In 1887, he joined the staff of Guy's Hospital as an Assistant Physician and Joint Lecturer in Physiology. That same year, he was also appointed as a collaborator with the Local Government Board, a public health authority.

===Research and scientific contributions===
Wooldridge was known for his meticulous research and experimental approach. His work on the chemical composition of blood cells led him to observe coagulation phenomena that could not be easily explained by existing scientific theories. His research resulted in a significant reevaluation of blood coagulation processes.

He was particularly recognised for discovering that proteins extracted from various organs, when introduced into circulating blood, immediately induced coagulation. He termed these substances tissue fibrinogens. Wooldridge used these substances to induce thrombosis in the liver, an achievement that had previously eluded pathologists. If the experimental animal survived, it developed cirrhotic changes in the liver, providing valuable insights into the etiology of cirrhosis.

His research also had practical implications in immunology. He found that fibrinogen solutions used as culture mediums for Bacillus anthracis (anthrax) could confer immunity to animals against the disease. More significantly, he observed that immunity could be achieved even without bacterial mediation by making slight chemical modifications to the fibrinogens. This discovery suggested a novel approach to vaccine development and disease prevention.

Wooldridge's findings were particularly significant because the substances he studied were not foreign to the body but were likely a natural component of lymph. Under normal conditions, they entered the bloodstream in small amounts and did not exhibit harmful effects.
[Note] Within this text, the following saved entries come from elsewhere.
//! `osdu run` command implementation
//!
//! Runs every stage in order and prints the per-stage counts.

use colored::Colorize;
use osdu_ingest::manifest::Grouping;
use osdu_ingest::pipeline::{INGESTION_RESULTS_FILE, RUN_REPORT_FILE};
use osdu_ingest::Pipeline;

use super::GlobalArgs;
use crate::error::{CliError, Result};
use crate::progress::{counts_table, print_saved};

pub async fn run(globals: &GlobalArgs, prefix: String, group_by: String, dry_run: bool) -> Result<()> {
    let grouping: Grouping = group_by
        .parse()
        .map_err(|_| CliError::invalid_argument(format!("--group-by must be 'record' or 'entity', got '{}'", group_by)))?;
    let mut config = globals.load_config()?;
    config.dry_run = dry_run || config.dry_run;
    let output_dir = config.output_dir.clone();

    if config.dry_run {
        println!("{}", "Dry run: the ingest stage will be simulated".yellow());
    }

    let report = Pipeline::new(config, prefix)
        .with_grouping(grouping)
        .with_progress(true)
        .run()
        .await?;

    let stages = &report.stages;
    println!(
        "{}",
        counts_table(
            "Stage",
            [
                ("Inventoried", stages.inventoried.to_string()),
                ("Classified", stages.classified.to_string()),
                ("Unknown", stages.unknown.to_string()),
                ("Ready", stages.ready.to_string()),
                ("Manifests", stages.manifests.to_string()),
                ("Upload tasks", stages.tasks.to_string()),
                ("Ingested", stages.ingested.to_string()),
                ("Failed", stages.failed.to_string()),
            ]
        )
    );
    print_saved("Run report saved to", &output_dir.join(RUN_REPORT_FILE));

    if stages.failed > 0 {
        return Err(CliError::ItemsFailed {
            failed: stages.failed,
            total: stages.tasks,
            report: output_dir.join(INGESTION_RESULTS_FILE).display().to_string(),
        });
    }
    Ok(())
}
However, he demonstrated that circulatory disturbances could increase their concentration, altering blood properties and leading to edema or hemorrhage.

===Awards===
In 1885, he was elected as a member of the Royal College of Physicians.

In 1881, Wooldridge was awarded the George Henry Lewes travel scholarship by Professor Michael Foster, which enabled him to study pathology under Rudolf Virchow in Berlin during the winter of 1883.

Wooldridge delivered the Croonian Lecture on The Coagulation of the Blood in 1886.

===Work ethic and health===
Wooldridge was deeply committed to his work, often pushing himself beyond physical limits. He had an exceptional ability to acquire knowledge quickly and analyse complex problems with clarity. His dedication to research led him to spend long hours in the hospital and laboratory, frequently foregoing rest and proper meals.

Although he had a strong constitution, his relentless work habits took a toll on his health. He occasionally experienced periods of exhaustion, which were noticeable to those around him. Despite these challenges, he remained focused on his scientific pursuits and career aspirations.

==Death==
In the spring of 1889, during a period of extreme overwork, Wooldridge fell ill after eating a late lunch at Guy's Hospital, which he suspected contained spoiled fish. He contracted an intestinal infection, experiencing diarrhoea and vomiting for several hours and remained unwell in the following days. Despite attempting to recover with a day's train journey to Hastings, his condition deteriorated, and he died a week later.

==Legacy==
Wooldridge's contributions to the understanding of blood coagulation, thrombosis, and immunology left a lasting impact on the medical community. His ability to integrate and reinterpret scientific findings set him apart as a pioneer in his field. His work inspired further research into the biochemical mechanisms of coagulation and disease immunity.